Eso podría ser divertido.
Hubo un clic, como si el altavoz se encendiera, pero no salió nada.
—¿Sr.
Científico?
—llamé, tratando de inclinar la cabeza hacia un lado y parecer linda.
Una vez más, las correas me impidieron hacer eso también.
¡¿Qué carajo?!
Entendía la tortura sangrienta, pero esto parecía un poco excesivo, incluso para mí.

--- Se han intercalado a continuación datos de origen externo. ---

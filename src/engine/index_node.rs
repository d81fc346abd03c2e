use crate::Result;
use crate::bson;
use crate::engine::{DirtyFlag, PageAddress};
use crate::utils::{BufferSlice, Order};
use std::ops::Deref;

const INDEX_NODE_FIXED_SIZE: usize =
    1 + 1 + PageAddress::SERIALIZED_SIZE + PageAddress::SERIALIZED_SIZE;
const P_SLOT: usize = 0; // 00-00 [byte]
const P_LEVELS: usize = 1; // 01-01 [byte]
const P_DATA_BLOCK: usize = 2; // 02-06 [PageAddress]
const P_NEXT_NODE: usize = 7; // 07-11 [PageAddress]
const P_PREV_NEXT: usize = 12; // 12-(_level * 5 [PageAddress] * 2 [prev-next])

pub(crate) struct IndexNodeShared<S, D> {
    segment: S,
    position: PageAddress,
    slot: u8,
    levels: u8,
    key: bson::Value,
    data_block: PageAddress,
    next_node: PageAddress,
    prev: Vec<PageAddress>,
    next: Vec<PageAddress>,
    dirty: D,
}

pub(crate) type IndexNode = IndexNodeShared<(), ()>;
pub(crate) type IndexNodeMut<'a> = IndexNodeShared<&'a mut BufferSlice, &'a DirtyFlag>;

extend_lifetime!(IndexNodeMut);

fn calc_key_ptr(levels: u8) -> usize {
    P_PREV_NEXT + levels as usize * PageAddress::SERIALIZED_SIZE * 2
}

impl<S, D> IndexNodeShared<S, D> {
    fn load_inner<Seg>(
        page_id: u32,
        index: u8,
        segment: Seg,
        store_segment: impl FnOnce(Seg) -> S,
        dirty: D,
    ) -> Result<Self>
    where
        Seg: Deref<Target = BufferSlice>,
    {
        let position = PageAddress::new(page_id, index);
        let slot = segment.read_u8(P_SLOT);
        let levels = segment.read_u8(P_LEVELS);
        let data_block = segment.read_page_address(P_DATA_BLOCK);
        let next_node = segment.read_page_address(P_NEXT_NODE);

        let mut next = Vec::with_capacity(levels as usize);
        let mut prev = Vec::with_capacity(levels as usize);

        for i in 0..levels as usize {
            let prev_addr =
                segment.read_page_address(P_PREV_NEXT + i * PageAddress::SERIALIZED_SIZE * 2);
            let next_addr = segment.read_page_address(
                P_PREV_NEXT + i * PageAddress::SERIALIZED_SIZE * 2 + PageAddress::SERIALIZED_SIZE,
            );
            prev.push(prev_addr);
            next.push(next_addr);
        }

        let key_ptr = calc_key_ptr(levels);
        let key = segment.read_index_key(key_ptr)?;

        Ok(Self {
            segment: store_segment(segment),
            position,
            slot,
            levels,
            key,
            data_block,
            next_node,
            prev,
            next,
            dirty,
        })
    }

    fn copy_data<S1, D1>(base: IndexNodeShared<S1, D1>, segment: S, dirty: D) -> Self {
        Self {
            segment,
            position: base.position,
            slot: base.slot,
            levels: base.levels,
            key: base.key,
            data_block: base.data_block,
            next_node: base.next_node,
            prev: base.prev,
            next: base.next,
            dirty,
        }
    }
}

impl<S, D> IndexNodeShared<S, D> {
    pub fn position(&self) -> PageAddress {
        self.position
    }

    pub fn get_next_prev(&self, level: u8, order: Order) -> PageAddress {
        match order {
            Order::Ascending => self.next[level as usize],
            Order::Descending => self.prev[level as usize],
        }
    }

    pub fn get_key_length(v: &bson::Value, _: bool) -> usize {
        let byte_len = match v {
            bson::Value::MinValue => 0,
            bson::Value::Null => 0,
            bson::Value::MaxValue => 0,
            bson::Value::Int32(_) => 4,
            bson::Value::Int64(_) => 8,
            bson::Value::Double(_) => 8,
            bson::Value::Decimal(_) => 16,
            bson::Value::String(s) => s.len(),

            bson::Value::Binary(b) => b.bytes().len(),
            bson::Value::ObjectId(_) => 12,
            bson::Value::Guid(_) => 16,

            bson::Value::Boolean(_) => 1,
            bson::Value::DateTime(_) => 8,

            bson::Value::Document(d) => d.get_serialized_value_len(),
            bson::Value::Array(a) => a.get_serialized_value_len(),
        };

        let has_len_byte = matches!(v, bson::Value::String(_) | bson::Value::Binary(_));

        1 // tag
            + (if has_len_byte {1} else {0})
            + byte_len
    }

    pub fn get_node_length(level: u8, key: &bson::Value) -> (usize, usize) {
        let key_length = Self::get_key_length(key, false);
        let bytes_length =
            INDEX_NODE_FIXED_SIZE + level as usize * PageAddress::SERIALIZED_SIZE * 2 + key_length;

        (bytes_length, key_length)
    }

    pub fn get_next(&self, level: u8) -> PageAddress {
        self.next[level as usize]
    }

    pub fn get_prev(&self, level: u8) -> PageAddress {
        self.prev[level as usize]
    }

    pub fn key(&self) -> &bson::Value {
        &self.key
    }

    pub fn slot(&self) -> u8 {
        self.slot
    }

    pub fn levels(&self) -> u8 {
        self.levels
    }

    pub fn next_node(&self) -> PageAddress {
        self.next_node
    }

    pub fn data_block(&self) -> PageAddress {
        self.data_block
    }

    // used when creating error
    pub(crate) fn into_key(self) -> bson::Value {
        self.key
    }
}

impl IndexNode {
    pub fn load(page_id: u32, index: u8, segment: &BufferSlice) -> Result<Self> {
        Self::load_inner(page_id, index, segment, |_| (), ())
    }
}

impl<'a> IndexNodeMut<'a> {
    pub fn load(
        page_id: u32,
        dirty: &'a DirtyFlag,
        index: u8,
        segment: &'a mut BufferSlice,
    ) -> Result<Self> {
        Self::load_inner(page_id, index, segment, |s| s, dirty)
    }

    pub fn new(
        page_id: u32,
        index: u8,
        dirty: &'a DirtyFlag,
        segment: &'a mut BufferSlice,
        slot: u8,
        levels: u8,
        key: bson::Value,
        data_block: PageAddress,
    ) -> Self {
        let position = PageAddress::new(page_id, index);
        let next_node = PageAddress::default();
        let next = vec![PageAddress::default(); levels as usize];
        let prev = vec![PageAddress::default(); levels as usize];

        // write to buffer (read only data)
        segment.write_u8(P_SLOT, slot);
        segment.write_u8(P_LEVELS, levels);
        segment.write_page_address(P_DATA_BLOCK, data_block);
        segment.write_page_address(P_NEXT_NODE, next_node);

        let mut result = Self {
            segment,
            position,
            slot,
            levels,
            key,
            data_block,
            next_node,
            prev,
            next,
            dirty,
        };

        // write data
        for i in 0..levels {
            result.set_prev(i, PageAddress::default());
            result.set_next(i, PageAddress::default());
        }

        let key_ptr = calc_key_ptr(levels);
        result.segment.write_index_key(key_ptr, &result.key);
        result.dirty.set();

        result
    }

    pub fn set_next_node(&mut self, values: PageAddress) {
        self.next_node = values;
        self.segment.write_page_address(P_NEXT_NODE, values);
        self.dirty.set();
    }

    pub fn set_prev(&mut self, level: u8, address: PageAddress) {
        self.prev[level as usize] = address;
        self.segment.write_page_address(
            P_PREV_NEXT + (level as usize * PageAddress::SERIALIZED_SIZE * 2),
            address,
        );
        self.dirty.set();
    }

    pub fn set_next(&mut self, level: u8, address: PageAddress) {
        self.next[level as usize] = address;
        self.segment.write_page_address(
            P_PREV_NEXT
                + (level as usize * PageAddress::SERIALIZED_SIZE * 2)
                + PageAddress::SERIALIZED_SIZE,
            address,
        );
        self.dirty.set();
    }

    pub fn into_segment(self) -> &'a mut BufferSlice {
        self.segment
    }

    pub fn into_read_only(self) -> IndexNode {
        IndexNode::copy_data(self, (), ())
    }
}
use crate::engine::DirtyFlag;
use crate::engine::page_address::PageAddress;
use crate::utils::BufferSlice;

const P_EXTEND: usize = 0; // 00-00 [byte]
const P_NEXT_BLOCK: usize = 1; // 01-05 [pageAddress]
const P_BUFFER: usize = 6; // 06-EOF [byte[]]

pub(crate) struct DataBlock<'a> {
    segment: &'a BufferSlice,
    position: PageAddress,
    extend: bool,
    next_block: PageAddress,
    buffer: &'a BufferSlice,
}

impl<'a> DataBlock<'a> {
    pub const DATA_BLOCK_FIXED_SIZE: usize = 1 + PageAddress::SERIALIZED_SIZE;
    pub const P_EXTEND: usize = P_EXTEND;

    pub fn load(page_id: u32, index: u8, segment: &'a BufferSlice) -> Self {
        let position = PageAddress::new(page_id, index);

        let extend = segment.read_bool(P_EXTEND);
        let next_block = segment.read_page_address(P_NEXT_BLOCK);
        let buffer = segment.slice(P_BUFFER, segment.len() - P_BUFFER);

        Self {
            segment,
            position,
            extend,
            next_block,
            buffer,
        }
    }

    pub fn position(&self) -> PageAddress {
        self.position
    }

    pub fn extend(&self) -> bool {
        self.extend
    }

    pub fn next_block(&self) -> PageAddress {
        self.next_block
    }

    pub fn buffer(&self) -> &BufferSlice {
        self.buffer
    }
}

pub(crate) struct DataBlockMut<'a> {
    segment: &'a mut BufferSlice,
    position: PageAddress,
    extend: bool,
    next_block: PageAddress,
    dirty_ptr: &'a DirtyFlag,
}

extend_lifetime!(DataBlockMut);

impl<'a> DataBlockMut<'a> {
    pub fn new(
        page_id: u32,
        dirty_ptr: &'a DirtyFlag,
        index: u8,
        segment: &'a mut BufferSlice,
        extend: bool,
        next_block: PageAddress,
    ) -> Self {
        let position = PageAddress::new(page_id, index);

        segment.write_bool(P_EXTEND, extend);
        segment.write_page_address(P_NEXT_BLOCK, next_block);

        dirty_ptr.set();

        Self {
            segment,
            position,
            extend,
            next_block,
            dirty_ptr,
        }
    }

    pub fn load(
        page_id: u32,
        dirty_ptr: &'a DirtyFlag,
        index: u8,
        segment: &'a mut BufferSlice,
    ) -> Self {
        let position = PageAddress::new(page_id, index);

        let extend = segment.read_bool(P_EXTEND);
        let next_block = segment.read_page_address(P_NEXT_BLOCK);

        Self {
            segment,
            position,
            extend,
            next_block,
            dirty_ptr,
        }
    }

    pub fn position(&self) -> PageAddress {
        self.position
    }

    pub fn extend(&self) -> bool {
        self.extend
    }

    pub fn next_block(&self) -> PageAddress {
        self.next_block
    }

    pub fn buffer(&self) -> &BufferSlice {
        let len = self.segment.len() - P_BUFFER;
        self.segment.slice(P_BUFFER, len)
    }

    pub fn buffer_mut(&mut self) -> &mut BufferSlice {
        let len = self.segment.len() - P_BUFFER;
        self.segment.slice_mut(P_BUFFER, len)
    }

    pub fn set_next_block(&mut self, next_block: PageAddress) {
        self.next_block = next_block;
        self.segment.write_page_address(P_NEXT_BLOCK, next_block);
        self.dirty_ptr.set();
    }
}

—Es gracioso que menciones las especies —llegó por fin la voz.
Sin embargo, esta no era la misma voz que la de mi nuevo amigo.
No…
esta la podía reconocer fácilmente—.
Vamos a hacer que nos ayudes a crear una especie completamente nueva.
Si quieres, podrías ser la madre de ellos.
—Hola, Adam —ronroneé, mirando directamente a mi reflejo en el espejo—.
Tanto tiempo sin verte.
—Gerald tiene razón; no te estás comportando como esperábamos —reflexionó Adam—.
Qué divertido.
—Oh, Adam —respondí, sacudiendo la cabeza tanto como pude—.
Si crees que esto es divertido, no has visto nada todavía.